Questo ritrovamento potrebbe riscrivere la storia dell'umanità.
La piramide di Giza risulta essere la struttura più antica
mai ritrovata e risale solamente a 5000 anni fa.
La sfinge è stata supposta antecedente alle piramidi, qualcuno
ha parlato di 7000 anni addietro.
Ma il sito di Lepenski-vir (le Porte di Ferro) risalgono a 7000
anni fa, e il sito di Gobekli Tepe risale a 9500 anni fa.
Poi i ritrovamenti di figurine fittili di 35000 anni fa, e la Venere
di Hohle Fels, la statuina paleolitica datata tra i 31.000
ed i 40.000 anni fa, associabile alle prime presenze dell' Homo
Sapiens (Cro-Magnon) in Europa.
Ma questo sito è molto ma molto più antico.
I primi esploratori dell'area che si trovarono di fronte a queste
rovine pensarono trattarsi di recinti destinati al bestiame,
costruiti da popolazioni antiche ma non così antiche.
Solamente negli ultimi vent'anni si è compreso che non si
tratta di recinti, bensì di templi antichi e osservatori astronomici,
costruiti da civiltà per ora sconosciute.
Una città che sembra essere stata costruita dal 200000
al 160000 a.c..
Lo scrittore Michael Tellinger, insieme al vigile del fuoco e pilota
Johan Heine, che aveva osservato queste rovine negli anni
sorvolando la regione, avevano scoperto per caso il sito che
si trova a circa 300 km da Johannesburg, quasi al confine con
il Mozambico, già nel 2010, tanto che aveva parlato della scoperta
nel suo libro "Temples Of The African Gods".

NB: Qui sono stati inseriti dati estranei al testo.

//--------------------------------------------------------------------
// klm.rs
//--------------------------------------------------------------------
// Assigns the implicit curve coordinates to the joints of every span
//--------------------------------------------------------------------

use super::*;
use crate::curve::{cubic_klm, KlmResult, QUAD_KLM};

impl LoopBlinnProcessor {
    fn to_ndc(&self, p: Vec2) -> Vec2 {
        Vec2::new(2.0 * p.x / self.options.width - 1.0, -2.0 * p.y / self.options.height + 1.0)
    }

    // Recompute the normalized coordinates of the joints from index `from` on
    fn refresh_ncoords(&mut self, from: usize) {
        for j in from..self.graph.joint_count() {
            let ncoord = self.to_ndc(self.graph.point(j));
            self.graph.joint_mut(j).ncoord = ncoord;
        }
    }

    pub(super) fn calc_klm_coords(&mut self) {
        self.refresh_ncoords(0);
        let loops: Vec<_> = self.polygons.iter().flat_map(|p| p.loops()).collect();
        for start in loops { self.calc_loop_klm(start); }
    }

    fn calc_loop_klm(&mut self, start: LineId) {
        let mut line = start;
        let mut splits = 0;
        loop {
            let (span, next) = self.graph.span_at(line);

            // A split cubic is processed again from the same line
            if self.calc_span_klm(span, splits) {
                splits += 1;
                continue;
            }

            splits = 0;
            line = next;
            if line == start { break; }
        }
    }

    // Returns true if the span had to be split instead
    fn calc_span_klm(&mut self, span: SpanLines, splits: usize) -> bool {
        let j = self.graph.span_joints(span);
        match span {
            SpanLines::Linear(_) => {}
            SpanLines::Quadratic(..) => {
                self.graph.set_end_klm(j[0], 1, QUAD_KLM[0]);
                self.graph.set_control_klm(j[1], QUAD_KLM[1]);
                self.graph.set_end_klm(j[2], 0, QUAD_KLM[2]);
            }
            SpanLines::Cubic(l1, l2, l3) => {
                let graph = &self.graph;
                let original = [graph.point(j[0]), graph.point(j[1]), graph.point(j[2]), graph.point(j[3])];
                let ndc = [graph.joint(j[0]).ncoord, graph.joint(j[1]).ncoord, graph.joint(j[2]).ncoord, graph.joint(j[3]).ncoord];

                let m = match cubic_klm(&ndc, &original) {
                    KlmResult::Coords(m) => m,
                    KlmResult::Split(t) if splits < self.options.max_split_depth => {
                        let before = self.graph.joint_count();
                        self.try_split_cubic(l1, l2, l3, t);
                        self.refresh_ncoords(before);
                        return true;
                    }
                    KlmResult::Split(t) => {
                        warn!("Cubic {} still needs a split at {} after {} splits, KLM coordinates are zero", span, t, splits);
                        [Vec3::zero(); 4]
                    }
                };

                self.graph.set_end_klm(j[0], 1, m[0]);
                self.graph.set_control_klm(j[1], m[1]);
                self.graph.set_control_klm(j[2], m[2]);
                self.graph.set_end_klm(j[3], 0, m[3]);
            }
        }
        false
    }
}
/// Pure game-logic functions.
///
/// Every public function takes an immutable reference to the current
/// `GameState` and returns a brand-new `GameState` together with the
/// `GameEvent`s the step produced. No I/O happens here; the frame loop
/// turns events into pauses, file writes and log lines.

use crate::entities::{Alien, Bullet, GameEvent, GameState, Rect, Ship};
use crate::game_stats::GameStats;
use crate::settings::Settings;

const PLAY_BUTTON_WIDTH: f32 = 12.0;
const PLAY_BUTTON_HEIGHT: f32 = 3.0;

// ── Constructors ─────────────────────────────────────────────────────────────

/// Build the idle state shown before the first game: a fleet hovering behind
/// the title screen and a centred ship.
pub fn init_state(settings: Settings, high_score: u32) -> GameState {
    let stats = GameStats::new(&settings, high_score);
    GameState {
        ship: new_ship(&settings),
        aliens: create_fleet(&settings),
        bullets: Vec::new(),
        stats,
        name_input: String::new(),
        pointer_visible: true,
        last_entry: None,
        frame: 0,
        settings,
    }
}

/// A ship resting at the bottom centre of the screen.
pub fn new_ship(settings: &Settings) -> Ship {
    Ship {
        rect: Rect::new(
            (settings.screen_width - settings.ship_width) / 2.0,
            settings.screen_height - settings.ship_height,
            settings.ship_width,
            settings.ship_height,
        ),
        moving_left: false,
        moving_right: false,
    }
}

/// The clickable Play button, centred on screen.
pub fn play_button(settings: &Settings) -> Rect {
    Rect::new(
        ((settings.screen_width - PLAY_BUTTON_WIDTH) / 2.0).floor(),
        ((settings.screen_height - PLAY_BUTTON_HEIGHT) / 2.0).floor(),
        PLAY_BUTTON_WIDTH,
        PLAY_BUTTON_HEIGHT,
    )
}

/// Rebuild an inactive board for a new screen size. The high score and the
/// last saved entry survive, and behind the name prompt so do the finished
/// game's score, level and ships.
pub fn resize_board(state: &GameState, width: f32, height: f32) -> GameState {
    let settings = Settings {
        screen_width: width,
        screen_height: height,
        ..state.settings.clone()
    };
    let mut next = init_state(settings, state.stats.high_score);
    next.stats.game_over = state.stats.game_over;
    next.stats.score = state.stats.score;
    next.stats.level = state.stats.level;
    next.stats.ships_left = state.stats.ships_left;
    next.name_input = state.name_input.clone();
    next.last_entry = state.last_entry.clone();
    next.frame = state.frame;
    next
}

// ── Fleet formation ──────────────────────────────────────────────────────────

/// Number of alien columns and rows that fit on screen. Spacing between
/// aliens equals one alien width (or height), with a one-alien margin at the
/// sides and top and room for the ship plus two alien heights at the bottom.
pub fn fleet_layout(settings: &Settings) -> (usize, usize) {
    let alien_w = settings.alien_width;
    let alien_h = settings.alien_height;

    let available_space_x = settings.screen_width - 2.0 * alien_w;
    let number_aliens_x = (available_space_x / (2.0 * alien_w)).floor().max(0.0);

    let available_space_y = settings.screen_height - 3.0 * alien_h - settings.ship_height;
    let number_rows = (available_space_y / (2.0 * alien_h)).floor().max(0.0);

    (number_aliens_x as usize, number_rows as usize)
}

/// A full grid of aliens, placed left-to-right then top-to-bottom.
pub fn create_fleet(settings: &Settings) -> Vec<Alien> {
    let (columns, rows) = fleet_layout(settings);
    let alien_w = settings.alien_width;
    let alien_h = settings.alien_height;

    let mut aliens = Vec::with_capacity(columns * rows);
    for row in 0..rows {
        for column in 0..columns {
            aliens.push(Alien {
                rect: Rect::new(
                    alien_w + 2.0 * alien_w * column as f32,
                    alien_h + 2.0 * alien_h * row as f32,
                    alien_w,
                    alien_h,
                ),
            });
        }
    }
    aliens
}

// ── Input-driven transitions (pure) ──────────────────────────────────────────

/// Reset settings, stats, fleet and ship and make the game active.
pub fn start_game(state: &GameState) -> (GameState, Vec<GameEvent>) {
    let mut next = state.clone();
    next.settings.initialize_dynamic_settings();
    next.stats.reset_stats(&next.settings);
    next.stats.game_active = true;
    next.stats.game_over = false;

    next.aliens = create_fleet(&next.settings);
    next.bullets.clear();
    let (moving_left, moving_right) = (next.ship.moving_left, next.ship.moving_right);
    next.ship = Ship {
        moving_left,
        moving_right,
        ..new_ship(&next.settings)
    };
    next.name_input.clear();
    next.pointer_visible = false;

    log::info!(
        "game started with {} aliens, {} ships",
        next.aliens.len(),
        next.stats.ships_left
    );
    (next, vec![GameEvent::GameStarted])
}

/// Fire a bullet from the ship's nose. No-op once `bullets_allowed` are
/// already in flight or while the game is not active.
pub fn fire_bullet(state: &GameState) -> (GameState, Vec<GameEvent>) {
    if !state.stats.game_active || state.bullets.len() >= state.settings.bullets_allowed {
        return (state.clone(), Vec::new());
    }
    let settings = &state.settings;
    let ship = &state.ship.rect;
    let bullet = Bullet {
        rect: Rect::new(
            ship.center_x() - settings.bullet_width / 2.0,
            ship.top(),
            settings.bullet_width,
            settings.bullet_height,
        ),
    };
    let mut next = state.clone();
    next.bullets.push(bullet);
    (next, vec![GameEvent::BulletFired])
}

// ── Per-frame tick ───────────────────────────────────────────────────────────

/// Advance the simulation by one frame: ship, bullets (with collisions and
/// level transitions), then aliens (with edge reversal and ship hits).
/// Inactive games only count the frame.
pub fn tick(state: &GameState) -> (GameState, Vec<GameEvent>) {
    let mut next = state.clone();
    next.frame += 1;
    let mut events = Vec::new();

    if !next.stats.game_active {
        return (next, events);
    }

    update_ship(&mut next);
    update_bullets(&mut next, &mut events);
    update_aliens(&mut next, &mut events);

    (next, events)
}

fn update_ship(state: &mut GameState) {
    let speed = state.settings.ship_speed;
    let max_x = (state.settings.screen_width - state.ship.rect.width).max(0.0);
    let rect = &mut state.ship.rect;

    if state.ship.moving_right && rect.right() < state.settings.screen_width {
        rect.x += speed;
    }
    if state.ship.moving_left && rect.left() > 0.0 {
        rect.x -= speed;
    }
    rect.x = rect.x.clamp(0.0, max_x);
}

fn update_bullets(state: &mut GameState, events: &mut Vec<GameEvent>) {
    let speed = state.settings.bullet_speed;
    for bullet in &mut state.bullets {
        bullet.rect.y -= speed;
    }
    state.bullets.retain(|b| b.rect.bottom() > 0.0);

    check_bullet_alien_collisions(state, events);
}

/// Remove every bullet/alien pair that overlaps, award points, and start the
/// next level once the fleet is gone.
fn check_bullet_alien_collisions(state: &mut GameState, events: &mut Vec<GameEvent>) {
    let mut dead_aliens = vec![false; state.aliens.len()];
    let mut spent_bullets = vec![false; state.bullets.len()];
    let mut destroyed: u32 = 0;

    for (bi, bullet) in state.bullets.iter().enumerate() {
        for (ai, alien) in state.aliens.iter().enumerate() {
            if !dead_aliens[ai] && bullet.rect.intersects(&alien.rect) {
                dead_aliens[ai] = true;
                spent_bullets[bi] = true;
                destroyed += 1;
            }
        }
    }

    if destroyed > 0 {
        let mut flags = spent_bullets.into_iter();
        state.bullets.retain(|_| !flags.next().unwrap_or(false));
        let mut flags = dead_aliens.into_iter();
        state.aliens.retain(|_| !flags.next().unwrap_or(false));

        let points = state.settings.alien_points.saturating_mul(destroyed);
        state.stats.score = state.stats.score.saturating_add(points);
        events.push(GameEvent::AliensDestroyed {
            count: destroyed,
            points,
        });
        check_high_score(state, events);
    }

    if state.aliens.is_empty() {
        state.bullets.clear();
        state.aliens = create_fleet(&state.settings);
        state.settings.increase_speed();
        start_new_level(state, events);
    }
}

fn check_high_score(state: &mut GameState, events: &mut Vec<GameEvent>) {
    if state.stats.score > state.stats.high_score {
        state.stats.high_score = state.stats.score;
        events.push(GameEvent::NewHighScore {
            score: state.stats.score,
        });
    }
}

fn start_new_level(state: &mut GameState, events: &mut Vec<GameEvent>) {
    state.stats.level += 1;
    log::info!(
        "fleet cleared, entering level {} (alien speed {:.3}, {} points per alien)",
        state.stats.level,
        state.settings.alien_speed,
        state.settings.alien_points
    );
    events.push(GameEvent::LevelCleared {
        level: state.stats.level,
    });
}

fn update_aliens(state: &mut GameState, events: &mut Vec<GameEvent>) {
    check_fleet_edges(state);

    let dx = state.settings.alien_speed * state.settings.fleet_direction;
    for alien in &mut state.aliens {
        alien.rect.x += dx;
    }

    let ship = state.ship.rect;
    let rammed = state.aliens.iter().any(|a| a.rect.intersects(&ship));
    let screen_bottom = state.settings.screen_height;
    let landed = state.aliens.iter().any(|a| a.rect.bottom() >= screen_bottom);

    if rammed || landed {
        ship_hit(state, events);
    }
}

/// True when the alien touches either side of the screen.
pub fn check_edges(alien: &Alien, settings: &Settings) -> bool {
    alien.rect.right() >= settings.screen_width || alien.rect.left() <= 0.0
}

/// The fleet moves in lockstep, so the first alien at an edge decides for
/// everyone and at most one reversal happens per tick.
fn check_fleet_edges(state: &mut GameState) {
    if state
        .aliens
        .iter()
        .any(|alien| check_edges(alien, &state.settings))
    {
        change_fleet_direction(state);
    }
}

fn change_fleet_direction(state: &mut GameState) {
    let drop = state.settings.fleet_drop_speed;
    for alien in &mut state.aliens {
        alien.rect.y += drop;
    }
    state.settings.fleet_direction *= -1.0;
}

/// A hit with ships to spare costs one and resets the board. A hit with none
/// left ends the game and opens the name prompt, leaving the board as it was.
fn ship_hit(state: &mut GameState, events: &mut Vec<GameEvent>) {
    if state.stats.ships_left > 0 {
        state.stats.ships_left -= 1;
        state.aliens = create_fleet(&state.settings);
        state.bullets.clear();
        let rect = new_ship(&state.settings).rect;
        state.ship.rect = rect;

        log::info!("ship lost, {} left", state.stats.ships_left);
        events.push(GameEvent::ShipLost {
            ships_left: state.stats.ships_left,
        });
    } else {
        state.stats.game_active = false;
        state.stats.game_over = true;
        state.pointer_visible = true;
        state.name_input.clear();

        log::info!("game over with score {}", state.stats.score);
        events.push(GameEvent::GameOver {
            score: state.stats.score,
        });
    }
}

Il giornale thesouthafrican.com ha confermato ora che la
città risalirebbe a ben 200.000 anni fa.
Tellinger ha commentato: "Quando Johan per primo mi ha fatto
conoscere le antiche rovine di pietra dell'Africa australe, non
avevo idea delle incredibili scoperte che ne sarebbero seguite,
in breve tempo.
Le fotografie, i manufatti e le prove che abbiamo accumulato
puntano senza dubbio ad una civiltà perduta e sconosciuta,
visto che precede tutte le altre, non di poche centinaia d'anni,
o di qualche migliaio d'anni... ma di molte migliaia d'anni.
Queste scoperte sono così impressionanti che non saranno
facilmente digerite dall'opinione ufficiale, dagli storici e dagli
archeologi, come abbiamo già sperimentato.
E' necessario un completo mutamento di paradigmi nel nostro
modo di vedere la nostra storia umana".
Anche le popolazioni del luogo conoscevano già il posto, e lo
attribuivano a qualche civiltà antica, ma non così antica.
Sorvolando in aereo la zona, lo scrittore e il vigile del fuoco
hanno voluto ottenere una veduta più ampia che ha portato
a una scoperta sensazionale, e cioè che gli enormi cerchi
concentrici erano mura cittadine ben visibili dal satellite.
LE DIMENSIONI
Queste mura si protrarrebbero per 1500 km, con un'altezza
di quasi due metri e più di un metro di larghezza, in alcuni
punti fino a tre m e mezzo di spessore, tali da poter far
transitare due carri contemporaneamente.
Il sito farebbe infatti parte di un'antica città che occupava
un'estensione di 10000 Kmq.
Ma secondo notizie più approfondite, date dalle foto scattate
da aerei e da elicotteri, risulta che l'area coperta da questa
metropoli era di soli 5000 Kmq, ma a sua volta era compresa
all'interno di un'ampia comunità che occupava addirittura
35000 Kmq.
Al suo interno ci sono strade, alcune delle quali lunghe sino
a cento miglia, che servivano da collegamento fra la città e i
campi destinati all'agricoltura; è stata rilevata una certa
somiglianza con gli insediamenti degli Inca in Perù.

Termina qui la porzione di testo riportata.